The exercise asks you to copy every line below in which "contains" appears.
Segment Open
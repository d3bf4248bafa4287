//! Race configuration.
//!
//! A `RaceConfig` is captured once, before the game starts, and is read-only
//! afterwards: fields are private and there are no setters. The only way to
//! obtain one is `RaceConfigBuilder::build()`, which rejects structurally
//! invalid values. Deserialisation goes through the same builder.
//!
//! ```
//! use camel_race::core::RaceConfig;
//!
//! let config = RaceConfig::builder()
//!     .with_participant_count(3)
//!     .with_board_size(12)
//!     .build()
//!     .unwrap();
//!
//! assert_eq!(config.participant_count(), 3);
//! assert_eq!(config.track_len(), 24);
//! assert_eq!(config.round_wager_slots(), 3);
//! ```

use serde::{Deserialize, Serialize};
use thiserror::Error;

/// Lowest face of the movement die.
pub const MIN_ROLL: u8 = 1;

/// Highest face of the movement die.
pub const MAX_ROLL: u8 = 3;

/// Smallest board that still leaves room for the overshoot past the finish
/// and the neighbour cell of a hazard placed on the finish cell.
pub const MIN_BOARD_SIZE: usize = 4;

/// Rejected configuration values.
#[derive(Clone, Debug, PartialEq, Eq, Error)]
pub enum ConfigError {
    #[error("round payouts must have the same length (first={first}, second={second})")]
    MismatchedRoundPayouts { first: usize, second: usize },
    #[error("racer count {0} out of range (2..=255)")]
    RacerCount(usize),
    #[error("participant count {0} out of range (1..=255)")]
    ParticipantCount(usize),
    #[error("board size {got} too small (min={min})")]
    BoardTooSmall { got: usize, min: usize },
}

/// Immutable game configuration.
#[derive(Clone, Debug, PartialEq, Eq, Serialize, Deserialize)]
#[serde(try_from = "RaceConfigBuilder", into = "RaceConfigBuilder")]
pub struct RaceConfig {
    racer_count: usize,
    participant_count: usize,
    board_size: usize,
    first_place_round_payout: Vec<i64>,
    second_place_round_payout: Vec<i64>,
    third_or_worse_round_payout: i64,
    excess_round_wager_payout: i64,
    game_end_payout: Vec<i64>,
    excess_game_wager_payout: i64,
    bad_game_end_bet: i64,
    starting_balance: i64,
}

impl RaceConfig {
    /// Start a builder with the standard rules.
    #[must_use]
    pub fn builder() -> RaceConfigBuilder {
        RaceConfigBuilder::default()
    }

    /// The standard 5-racer, 4-participant, 16-cell game.
    #[must_use]
    pub fn standard() -> Self {
        RaceConfigBuilder::default().into_config()
    }

    /// Number of racers.
    #[must_use]
    pub fn racer_count(&self) -> usize {
        self.racer_count
    }

    /// Number of participants.
    #[must_use]
    pub fn participant_count(&self) -> usize {
        self.participant_count
    }

    /// Cells up to the finish line. A racer at or beyond this cell ends the game.
    #[must_use]
    pub fn board_size(&self) -> usize {
        self.board_size
    }

    /// Physical track length, twice the board so finishers can overshoot.
    #[must_use]
    pub fn track_len(&self) -> usize {
        self.board_size * 2
    }

    /// Payouts for round wagers on the round leader, richest first.
    #[must_use]
    pub fn first_place_round_payout(&self) -> &[i64] {
        &self.first_place_round_payout
    }

    /// Payouts for round wagers on the round runner-up.
    #[must_use]
    pub fn second_place_round_payout(&self) -> &[i64] {
        &self.second_place_round_payout
    }

    /// Flat amount for a round wager on any other racer.
    #[must_use]
    pub fn third_or_worse_round_payout(&self) -> i64 {
        self.third_or_worse_round_payout
    }

    /// Paid to round wagers on a placing racer once its table is used up.
    #[must_use]
    pub fn excess_round_wager_payout(&self) -> i64 {
        self.excess_round_wager_payout
    }

    /// Payouts for correct game wagers, in placement order.
    #[must_use]
    pub fn game_end_payout(&self) -> &[i64] {
        &self.game_end_payout
    }

    /// Paid to correct game wagers beyond the payout table.
    #[must_use]
    pub fn excess_game_wager_payout(&self) -> i64 {
        self.excess_game_wager_payout
    }

    /// Amount for an incorrect game wager.
    #[must_use]
    pub fn bad_game_end_bet(&self) -> i64 {
        self.bad_game_end_bet
    }

    /// Balance every participant starts with.
    #[must_use]
    pub fn starting_balance(&self) -> i64 {
        self.starting_balance
    }

    /// Round wagers allowed per racer per round.
    #[must_use]
    pub fn round_wager_slots(&self) -> usize {
        self.first_place_round_payout.len()
    }

    /// Payout for the `index`-th correct game wager (0-based).
    #[must_use]
    pub fn game_wager_payout(&self, index: usize) -> i64 {
        self.game_end_payout
            .get(index)
            .copied()
            .unwrap_or(self.excess_game_wager_payout)
    }
}

impl Default for RaceConfig {
    fn default() -> Self {
        Self::standard()
    }
}

/// Builder for `RaceConfig`. Defaults are the standard rules.
#[derive(Clone, Debug, Serialize, Deserialize)]
#[serde(default)]
pub struct RaceConfigBuilder {
    pub racer_count: usize,
    pub participant_count: usize,
    pub board_size: usize,
    pub first_place_round_payout: Vec<i64>,
    pub second_place_round_payout: Vec<i64>,
    pub third_or_worse_round_payout: i64,
    pub excess_round_wager_payout: i64,
    pub game_end_payout: Vec<i64>,
    pub excess_game_wager_payout: i64,
    pub bad_game_end_bet: i64,
    pub starting_balance: i64,
}

impl Default for RaceConfigBuilder {
    fn default() -> Self {
        Self {
            racer_count: 5,
            participant_count: 4,
            board_size: 16,
            first_place_round_payout: vec![5, 3, 2],
            second_place_round_payout: vec![1, 1, 1],
            third_or_worse_round_payout: -1,
            excess_round_wager_payout: 0,
            game_end_payout: vec![8, 5, 3],
            excess_game_wager_payout: 1,
            bad_game_end_bet: -1,
            starting_balance: 2,
        }
    }
}

impl RaceConfigBuilder {
    pub fn new() -> Self {
        Self::default()
    }

    #[must_use]
    pub fn with_racer_count(mut self, count: usize) -> Self {
        self.racer_count = count;
        self
    }

    #[must_use]
    pub fn with_participant_count(mut self, count: usize) -> Self {
        self.participant_count = count;
        self
    }

    #[must_use]
    pub fn with_board_size(mut self, size: usize) -> Self {
        self.board_size = size;
        self
    }

    /// Set both round payout tables. They must have the same length.
    #[must_use]
    pub fn with_round_payouts(mut self, first: Vec<i64>, second: Vec<i64>) -> Self {
        self.first_place_round_payout = first;
        self.second_place_round_payout = second;
        self
    }

    #[must_use]
    pub fn with_third_or_worse_round_payout(mut self, payout: i64) -> Self {
        self.third_or_worse_round_payout = payout;
        self
    }

    #[must_use]
    pub fn with_excess_round_wager_payout(mut self, payout: i64) -> Self {
        self.excess_round_wager_payout = payout;
        self
    }

    #[must_use]
    pub fn with_game_end_payout(mut self, payout: Vec<i64>) -> Self {
        self.game_end_payout = payout;
        self
    }

    #[must_use]
    pub fn with_excess_game_wager_payout(mut self, payout: i64) -> Self {
        self.excess_game_wager_payout = payout;
        self
    }

    #[must_use]
    pub fn with_bad_game_end_bet(mut self, penalty: i64) -> Self {
        self.bad_game_end_bet = penalty;
        self
    }

    #[must_use]
    pub fn with_starting_balance(mut self, balance: i64) -> Self {
        self.starting_balance = balance;
        self
    }

    /// Validate and freeze the configuration.
    pub fn build(self) -> Result<RaceConfig, ConfigError> {
        if self.first_place_round_payout.len() != self.second_place_round_payout.len() {
            return Err(ConfigError::MismatchedRoundPayouts {
                first: self.first_place_round_payout.len(),
                second: self.second_place_round_payout.len(),
            });
        }
        if !(2..=255).contains(&self.racer_count) {
            return Err(ConfigError::RacerCount(self.racer_count));
        }
        if !(1..=255).contains(&self.participant_count) {
            return Err(ConfigError::ParticipantCount(self.participant_count));
        }
        if self.board_size < MIN_BOARD_SIZE {
            return Err(ConfigError::BoardTooSmall {
                got: self.board_size,
                min: MIN_BOARD_SIZE,
            });
        }
        Ok(self.into_config())
    }

    fn into_config(self) -> RaceConfig {
        RaceConfig {
            racer_count: self.racer_count,
            participant_count: self.participant_count,
            board_size: self.board_size,
            first_place_round_payout: self.first_place_round_payout,
            second_place_round_payout: self.second_place_round_payout,
            third_or_worse_round_payout: self.third_or_worse_round_payout,
            excess_round_wager_payout: self.excess_round_wager_payout,
            game_end_payout: self.game_end_payout,
            excess_game_wager_payout: self.excess_game_wager_payout,
            bad_game_end_bet: self.bad_game_end_bet,
            starting_balance: self.starting_balance,
        }
    }
}

impl TryFrom<RaceConfigBuilder> for RaceConfig {
    type Error = ConfigError;

    fn try_from(builder: RaceConfigBuilder) -> Result<Self, Self::Error> {
        builder.build()
    }
}

impl From<RaceConfig> for RaceConfigBuilder {
    fn from(config: RaceConfig) -> Self {
        Self {
            racer_count: config.racer_count,
            participant_count: config.participant_count,
            board_size: config.board_size,
            first_place_round_payout: config.first_place_round_payout,
            second_place_round_payout: config.second_place_round_payout,
            third_or_worse_round_payout: config.third_or_worse_round_payout,
            excess_round_wager_payout: config.excess_round_wager_payout,
            game_end_payout: config.game_end_payout,
            excess_game_wager_payout: config.excess_game_wager_payout,
            bad_game_end_bet: config.bad_game_end_bet,
            starting_balance: config.starting_balance,
        }
    }
}

#[cfg(test)]
mod tests {
    use super::*;

    #[test]
    fn test_standard_rules() {
        let config = RaceConfig::standard();

        assert_eq!(config.racer_count(), 5);
        assert_eq!(config.participant_count(), 4);
        assert_eq!(config.board_size(), 16);
        assert_eq!(config.track_len(), 32);
        assert_eq!(config.first_place_round_payout(), &[5, 3, 2]);
        assert_eq!(config.second_place_round_payout(), &[1, 1, 1]);
        assert_eq!(config.third_or_worse_round_payout(), -1);
        assert_eq!(config.game_end_payout(), &[8, 5, 3]);
        assert_eq!(config.bad_game_end_bet(), -1);
        assert_eq!(config.starting_balance(), 2);
    }

    #[test]
    fn test_game_wager_payout_falls_back() {
        let config = RaceConfig::standard();

        assert_eq!(config.game_wager_payout(0), 8);
        assert_eq!(config.game_wager_payout(2), 3);
        assert_eq!(config.game_wager_payout(3), 1);
        assert_eq!(config.game_wager_payout(40), 1);
    }

    #[test]
    fn test_mismatched_round_payouts_rejected() {
        let err = RaceConfig::builder()
            .with_round_payouts(vec![5, 3], vec![1])
            .build()
            .unwrap_err();

        assert_eq!(err, ConfigError::MismatchedRoundPayouts { first: 2, second: 1 });
    }

    #[test]
    fn test_counts_rejected() {
        assert_eq!(
            RaceConfig::builder().with_racer_count(1).build().unwrap_err(),
            ConfigError::RacerCount(1)
        );
        assert_eq!(
            RaceConfig::builder().with_participant_count(0).build().unwrap_err(),
            ConfigError::ParticipantCount(0)
        );
        assert!(matches!(
            RaceConfig::builder().with_board_size(3).build(),
            Err(ConfigError::BoardTooSmall { got: 3, .. })
        ));
    }

    #[test]
    fn test_deserialize_validates() {
        let json = r#"{"first_place_round_payout":[5,3,2],"second_place_round_payout":[1]}"#;
        assert!(serde_json::from_str::<RaceConfig>(json).is_err());

        let json = r#"{"board_size":10,"participant_count":2}"#;
        let config: RaceConfig = serde_json::from_str(json).unwrap();
        assert_eq!(config.board_size(), 10);
        assert_eq!(config.participant_count(), 2);
        assert_eq!(config.racer_count(), 5);
    }

    #[test]
    fn test_serde_round_trip() {
        let config = RaceConfig::builder().with_starting_balance(10).build().unwrap();
        let json = serde_json::to_string(&config).unwrap();
        let back: RaceConfig = serde_json::from_str(&json).unwrap();
        assert_eq!(config, back);
    }
}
Segment Closed
## Finished task:
        if !(2..=255).contains(&self.racer_count) {
        if !(1..=255).contains(&self.participant_count) {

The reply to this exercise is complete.